Infine, merita attenzione anche il settore dei software, oggetto di timori e vittima di un fenomeno di overselling poiché gli investitori non si rendono conto che il confronto impietoso delle performance rispetto all’anno scorso non ha senso. Infatti, è normale che queste aziende ora siano praticamente ferme rispetto al 2020-2021, quando tutto il mondo era bloccato in casa e ordinava dispositivi digitali a distanza: in pochi mesi, abbiamo assistito ad un drastico cambiamento degli stili di vita e, conseguentemente, delle abitudini di consumo. Pertanto, dovrebbe essere comprensibile la difficoltà per le aziende di determinati settori nel prendere le misure rispetto al contesto sociale e di mercato.

Le small cap diventate 'giganti' in poco tempo

Parlando dei singoli titoli, forse non tutti ricordano che solo pochi anni fa diversi big di oggi erano small cap: Tesla nel 2008-2010, Starbucks nel 2009, Netflix nel 2011-2014. Un'altra azienda che solo 5 anni fa era small cap è AMD, produttrice di semiconduttori. Spesso succede che una società rimanga in questa asset class per 5-10 anni, per poi arrivare al cosiddetto punto di flesso quando, per magia, il titolo impenna verso l’alto.
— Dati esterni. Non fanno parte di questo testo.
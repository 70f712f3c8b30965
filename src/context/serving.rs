//! The registry behind [`ServingContext`] and its per-task handles.
//!
//! Bindings live in a concurrent map keyed by [`TaskId`]. A task only ever
//! touches its own entry through its [`TaskContext`]; the registry as a whole
//! is read by [`ServingContext::servings`] for timeout monitoring.

use std::fmt;
use std::sync::Arc;
use std::sync::atomic::{AtomicU64, Ordering};

use dashmap::DashMap;
use dashmap::mapref::entry::Entry;
use parking_lot::{Mutex, RwLock};
use tracing::debug;

use super::{ContextError, Extensions, Fields, Slot};
use crate::http::{Request, Response};

/// A request or response shared between its task and the timeout monitor.
pub type Shared<T> = Arc<RwLock<T>>;

/// Identity of one request-handling task.
#[derive(Debug, Clone, Copy, PartialEq, Eq, Hash, PartialOrd, Ord)]
pub struct TaskId(pub u64);

impl fmt::Display for TaskId {
    fn fmt(&self, f: &mut fmt::Formatter<'_>) -> fmt::Result {
        write!(f, "#{}", self.0)
    }
}

struct Serving<Req, Resp> {
    request: Option<Shared<Req>>,
    response: Option<Shared<Resp>>,
    extensions: Arc<Mutex<Extensions>>,
}

impl<Req, Resp> Serving<Req, Resp> {
    fn empty() -> Self {
        Self {
            request: None,
            response: None,
            extensions: Arc::default(),
        }
    }
}

struct Registry<Req, Resp> {
    servings: DashMap<TaskId, Serving<Req, Resp>>,
    next_id: AtomicU64,
}

/// Process-wide registry of per-task request/response bindings.
///
/// Cloning is cheap and every clone refers to the same registry.
pub struct ServingContext<Req = Request, Resp = Response> {
    inner: Arc<Registry<Req, Resp>>,
}
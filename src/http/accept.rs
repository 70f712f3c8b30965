//! `Accept`, `Accept-Charset`, `Accept-Encoding` and `Accept-Language` parsing.
//!
//! Each header is a comma-separated list of candidates, optionally weighted
//! with a `q` parameter (RFC 9110 §12.4.2). Parsing yields an [`AcceptList`]
//! ordered from most to least preferred.

use std::cmp::Ordering;
use std::fmt;

use tracing::trace;

/// Which `Accept*` header a value came from.
///
/// Only the general `Accept` header carries media-type parameters before
/// its `q` value; the narrower headers name a bare token.
#[derive(Debug, Clone, Copy, PartialEq, Eq, Hash)]
pub enum AcceptKind {
    Accept,
    Charset,
    Encoding,
    Language,
}

impl AcceptKind {
    /// The header name this kind is read from.
    pub fn header_name(self) -> &'static str {
        match self {
            Self::Accept => "Accept",
            Self::Charset => "Accept-Charset",
            Self::Encoding => "Accept-Encoding",
            Self::Language => "Accept-Language",
        }
    }

    /// Maps a header name (any case) to its kind.
    pub fn from_header_name(name: &str) -> Option<Self> {
        [Self::Accept, Self::Charset, Self::Encoding, Self::Language]
            .into_iter()
            .find(|kind| kind.header_name().eq_ignore_ascii_case(name))
    }
}

/// One negotiable candidate with its parameters and quality.
#[derive(Debug, Clone, PartialEq)]
pub struct AcceptValue {
    value: String,
    params: Vec<(String, String)>,
    quality: f64,
    raw_quality: Option<String>,
    extensions: Vec<(String, String)>,
}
I titoli value favoriti in vista del rialzo dei tassi

Guardando in prospettiva, e rimanendo sempre sulle small cap Usa, bisognerà monitorare il fattore tassi d’interesse, attesi in rialzo nei prossimi mesi, che inciderà inevitabilmente su alcuni titoli, soprattutto quelli della categoria growth. Probabilmente, invece, i titoli value performeranno meglio se riusciremo a evitare una recessione che, comunque, sarà assorbita da tanti titoli ciclici, se ben valutati. Dunque, conclude Organt, nell’ambito delle small cap d’oltreoceano si possono vedere diverse opportunità in questo senso. A prescindere da cosa farà la Fed, alcune imprese avranno la stessa traiettoria di crescita, per cui non è prevedibile un rallentamento per questa asset class.